**Task requirements**
Please set down the records exactly, keeping every line.

Stored data entries
<<<<

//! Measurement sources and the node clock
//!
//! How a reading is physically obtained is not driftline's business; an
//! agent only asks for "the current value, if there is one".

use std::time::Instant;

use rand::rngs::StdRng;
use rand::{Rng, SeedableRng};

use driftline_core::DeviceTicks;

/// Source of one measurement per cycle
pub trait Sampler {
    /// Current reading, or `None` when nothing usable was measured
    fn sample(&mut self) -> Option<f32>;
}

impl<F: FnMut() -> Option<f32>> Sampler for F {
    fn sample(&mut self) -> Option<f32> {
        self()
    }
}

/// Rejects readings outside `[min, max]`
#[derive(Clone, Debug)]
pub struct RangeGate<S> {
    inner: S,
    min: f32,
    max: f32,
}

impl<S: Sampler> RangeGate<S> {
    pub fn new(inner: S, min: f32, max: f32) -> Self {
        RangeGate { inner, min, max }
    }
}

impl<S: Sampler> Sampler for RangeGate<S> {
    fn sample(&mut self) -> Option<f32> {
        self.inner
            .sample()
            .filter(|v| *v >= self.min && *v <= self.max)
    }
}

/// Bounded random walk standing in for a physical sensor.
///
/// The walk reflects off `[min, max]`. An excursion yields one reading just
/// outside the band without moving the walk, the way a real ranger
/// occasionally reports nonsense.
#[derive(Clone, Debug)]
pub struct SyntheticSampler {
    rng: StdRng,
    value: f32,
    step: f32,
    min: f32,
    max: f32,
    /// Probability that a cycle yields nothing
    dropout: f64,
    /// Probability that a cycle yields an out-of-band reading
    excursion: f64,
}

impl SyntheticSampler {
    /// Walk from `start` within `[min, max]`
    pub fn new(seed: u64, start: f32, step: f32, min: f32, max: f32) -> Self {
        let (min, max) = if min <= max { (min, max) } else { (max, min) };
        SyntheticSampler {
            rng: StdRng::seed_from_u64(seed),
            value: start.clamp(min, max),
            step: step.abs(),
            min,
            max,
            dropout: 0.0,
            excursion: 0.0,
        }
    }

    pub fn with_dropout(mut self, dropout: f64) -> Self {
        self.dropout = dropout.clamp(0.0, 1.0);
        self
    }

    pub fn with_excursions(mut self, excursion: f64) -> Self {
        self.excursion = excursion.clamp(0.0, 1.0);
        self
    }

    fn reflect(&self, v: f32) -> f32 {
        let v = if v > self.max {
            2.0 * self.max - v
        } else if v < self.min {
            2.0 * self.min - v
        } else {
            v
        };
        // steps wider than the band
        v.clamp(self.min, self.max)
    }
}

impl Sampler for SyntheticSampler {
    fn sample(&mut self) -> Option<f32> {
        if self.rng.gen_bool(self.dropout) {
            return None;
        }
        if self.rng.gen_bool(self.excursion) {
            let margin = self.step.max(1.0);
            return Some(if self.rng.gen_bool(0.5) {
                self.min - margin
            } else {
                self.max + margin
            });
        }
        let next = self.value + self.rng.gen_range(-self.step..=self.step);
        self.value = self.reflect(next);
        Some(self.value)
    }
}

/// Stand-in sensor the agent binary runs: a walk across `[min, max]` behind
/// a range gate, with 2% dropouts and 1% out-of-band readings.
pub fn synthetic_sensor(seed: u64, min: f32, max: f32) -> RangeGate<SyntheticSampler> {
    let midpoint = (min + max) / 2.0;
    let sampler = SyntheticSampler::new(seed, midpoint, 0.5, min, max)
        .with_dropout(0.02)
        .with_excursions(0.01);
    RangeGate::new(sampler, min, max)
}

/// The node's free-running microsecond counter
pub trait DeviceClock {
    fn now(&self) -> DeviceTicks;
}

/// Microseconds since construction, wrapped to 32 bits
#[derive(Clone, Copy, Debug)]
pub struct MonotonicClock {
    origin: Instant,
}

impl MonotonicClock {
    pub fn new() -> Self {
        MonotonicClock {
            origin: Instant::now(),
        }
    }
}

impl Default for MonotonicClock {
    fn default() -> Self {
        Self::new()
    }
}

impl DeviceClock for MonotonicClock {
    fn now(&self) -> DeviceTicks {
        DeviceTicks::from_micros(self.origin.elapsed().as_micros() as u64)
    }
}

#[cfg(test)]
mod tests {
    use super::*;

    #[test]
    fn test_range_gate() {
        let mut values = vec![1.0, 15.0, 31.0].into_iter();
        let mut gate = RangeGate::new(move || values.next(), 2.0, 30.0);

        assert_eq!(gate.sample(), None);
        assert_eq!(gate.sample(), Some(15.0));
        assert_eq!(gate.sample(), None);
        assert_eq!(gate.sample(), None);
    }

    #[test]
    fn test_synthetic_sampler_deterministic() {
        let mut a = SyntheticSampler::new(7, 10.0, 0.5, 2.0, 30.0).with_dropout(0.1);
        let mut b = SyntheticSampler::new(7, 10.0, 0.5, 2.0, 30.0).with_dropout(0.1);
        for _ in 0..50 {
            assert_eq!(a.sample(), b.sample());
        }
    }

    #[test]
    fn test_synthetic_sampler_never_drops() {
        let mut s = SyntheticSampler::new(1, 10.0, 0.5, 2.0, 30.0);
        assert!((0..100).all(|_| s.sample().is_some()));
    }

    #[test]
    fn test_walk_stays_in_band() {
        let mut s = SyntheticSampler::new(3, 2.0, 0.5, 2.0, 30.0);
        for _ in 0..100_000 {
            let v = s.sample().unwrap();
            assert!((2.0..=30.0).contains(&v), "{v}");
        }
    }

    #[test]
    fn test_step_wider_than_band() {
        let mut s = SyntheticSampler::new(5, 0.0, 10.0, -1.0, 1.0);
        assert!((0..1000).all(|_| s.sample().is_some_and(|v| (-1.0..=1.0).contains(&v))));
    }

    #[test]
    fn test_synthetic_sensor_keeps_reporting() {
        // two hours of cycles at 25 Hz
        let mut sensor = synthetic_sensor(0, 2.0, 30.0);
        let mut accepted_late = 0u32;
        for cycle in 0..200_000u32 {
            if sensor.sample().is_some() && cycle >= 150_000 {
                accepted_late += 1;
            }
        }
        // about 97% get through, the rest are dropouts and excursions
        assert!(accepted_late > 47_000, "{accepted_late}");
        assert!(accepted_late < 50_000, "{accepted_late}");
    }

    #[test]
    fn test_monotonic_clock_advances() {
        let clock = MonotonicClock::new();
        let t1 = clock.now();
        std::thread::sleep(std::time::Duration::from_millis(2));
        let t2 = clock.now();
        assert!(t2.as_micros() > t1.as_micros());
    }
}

>>>>

**Reply to the task**
//! Measurement sources and the node clock
//!
//! How a reading is physically obtained is not driftline's business; an
//! agent only asks for "the current value, if there is one".

use std::time::Instant;

use rand::rngs::StdRng;
use rand::{Rng, SeedableRng};

use driftline_core::DeviceTicks;

/// Source of one measurement per cycle
pub trait Sampler {
    /// Current reading, or `None` when nothing usable was measured
    fn sample(&mut self) -> Option<f32>;
}

impl<F: FnMut() -> Option<f32>> Sampler for F {
    fn sample(&mut self) -> Option<f32> {
        self()
    }
}

/// Rejects readings outside `[min, max]`
#[derive(Clone, Debug)]
pub struct RangeGate<S> {
    inner: S,
    min: f32,
    max: f32,
}

impl<S: Sampler> RangeGate<S> {
    pub fn new(inner: S, min: f32, max: f32) -> Self {
        RangeGate { inner, min, max }
    }
}

impl<S: Sampler> Sampler for RangeGate<S> {
    fn sample(&mut self) -> Option<f32> {
        self.inner
            .sample()
            .filter(|v| *v >= self.min && *v <= self.max)
    }
}

/// Bounded random walk standing in for a physical sensor.
///
/// The walk reflects off `[min, max]`. An excursion yields one reading just
/// outside the band without moving the walk, the way a real ranger
/// occasionally reports nonsense.
#[derive(Clone, Debug)]
pub struct SyntheticSampler {
    rng: StdRng,
    value: f32,
    step: f32,
    min: f32,
    max: f32,
    /// Probability that a cycle yields nothing
    dropout: f64,
    /// Probability that a cycle yields an out-of-band reading
    excursion: f64,
}

impl SyntheticSampler {
    /// Walk from `start` within `[min, max]`
    pub fn new(seed: u64, start: f32, step: f32, min: f32, max: f32) -> Self {
        let (min, max) = if min <= max { (min, max) } else { (max, min) };
        SyntheticSampler {
            rng: StdRng::seed_from_u64(seed),
            value: start.clamp(min, max),
            step: step.abs(),
            min,
            max,
            dropout: 0.0,
            excursion: 0.0,
        }
    }

    pub fn with_dropout(mut self, dropout: f64) -> Self {
        self.dropout = dropout.clamp(0.0, 1.0);
        self
    }

    pub fn with_excursions(mut self, excursion: f64) -> Self {
        self.excursion = excursion.clamp(0.0, 1.0);
        self
    }

    fn reflect(&self, v: f32) -> f32 {
        let v = if v > self.max {
            2.0 * self.max - v
        } else if v < self.min {
            2.0 * self.min - v
        } else {
            v
        };
        // steps wider than the band
        v.clamp(self.min, self.max)
    }
}

impl Sampler for SyntheticSampler {
    fn sample(&mut self) -> Option<f32> {
        if self.rng.gen_bool(self.dropout) {
            return None;
        }
        if self.rng.gen_bool(self.excursion) {
            let margin = self.step.max(1.0);
            return Some(if self.rng.gen_bool(0.5) {
                self.min - margin
            } else {
                self.max + margin
            });
        }
        let next = self.value + self.rng.gen_range(-self.step..=self.step);
        self.value = self.reflect(next);
        Some(self.value)
    }
}

/// Stand-in sensor the agent binary runs: a walk across `[min, max]` behind
/// a range gate, with 2% dropouts and 1% out-of-band readings.
pub fn synthetic_sensor(seed: u64, min: f32, max: f32) -> RangeGate<SyntheticSampler> {
    let midpoint = (min + max) / 2.0;
    let sampler = SyntheticSampler::new(seed, midpoint, 0.5, min, max)
        .with_dropout(0.02)
        .with_excursions(0.01);
    RangeGate::new(sampler, min, max)
}

/// The node's free-running microsecond counter
pub trait DeviceClock {
    fn now(&self) -> DeviceTicks;
}

/// Microseconds since construction, wrapped to 32 bits
#[derive(Clone, Copy, Debug)]
pub struct MonotonicClock {
    origin: Instant,
}

impl MonotonicClock {
    pub fn new() -> Self {
        MonotonicClock {
            origin: Instant::now(),
        }
    }
}

impl Default for MonotonicClock {
    fn default() -> Self {
        Self::new()
    }
}

impl DeviceClock for MonotonicClock {
    fn now(&self) -> DeviceTicks {
        DeviceTicks::from_micros(self.origin.elapsed().as_micros() as u64)
    }
}

#[cfg(test)]
mod tests {
    use super::*;

    #[test]
    fn test_range_gate() {
        let mut values = vec![1.0, 15.0, 31.0].into_iter();
        let mut gate = RangeGate::new(move || values.next(), 2.0, 30.0);

        assert_eq!(gate.sample(), None);
        assert_eq!(gate.sample(), Some(15.0));
        assert_eq!(gate.sample(), None);
        assert_eq!(gate.sample(), None);
    }

    #[test]
    fn test_synthetic_sampler_deterministic() {
        let mut a = SyntheticSampler::new(7, 10.0, 0.5, 2.0, 30.0).with_dropout(0.1);
        let mut b = SyntheticSampler::new(7, 10.0, 0.5, 2.0, 30.0).with_dropout(0.1);
        for _ in 0..50 {
            assert_eq!(a.sample(), b.sample());
        }
    }

    #[test]
    fn test_synthetic_sampler_never_drops() {
        let mut s = SyntheticSampler::new(1, 10.0, 0.5, 2.0, 30.0);
        assert!((0..100).all(|_| s.sample().is_some()));
    }

    #[test]
    fn test_walk_stays_in_band() {
        let mut s = SyntheticSampler::new(3, 2.0, 0.5, 2.0, 30.0);
        for _ in 0..100_000 {
            let v = s.sample().unwrap();
            assert!((2.0..=30.0).contains(&v), "{v}");
        }
    }

    #[test]
    fn test_step_wider_than_band() {
        let mut s = SyntheticSampler::new(5, 0.0, 10.0, -1.0, 1.0);
        assert!((0..1000).all(|_| s.sample().is_some_and(|v| (-1.0..=1.0).contains(&v))));
    }

    #[test]
    fn test_synthetic_sensor_keeps_reporting() {
        // two hours of cycles at 25 Hz
        let mut sensor = synthetic_sensor(0, 2.0, 30.0);
        let mut accepted_late = 0u32;
        for cycle in 0..200_000u32 {
            if sensor.sample().is_some() && cycle >= 150_000 {
                accepted_late += 1;
            }
        }
        // about 97% get through, the rest are dropouts and excursions
        assert!(accepted_late > 47_000, "{accepted_late}");
        assert!(accepted_late < 50_000, "{accepted_late}");
    }

    #[test]
    fn test_monotonic_clock_advances() {
        let clock = MonotonicClock::new();
        let t1 = clock.now();
        std::thread::sleep(std::time::Duration::from_millis(2));
        let t2 = clock.now();
        assert!(t2.as_micros() > t1.as_micros());
    }
}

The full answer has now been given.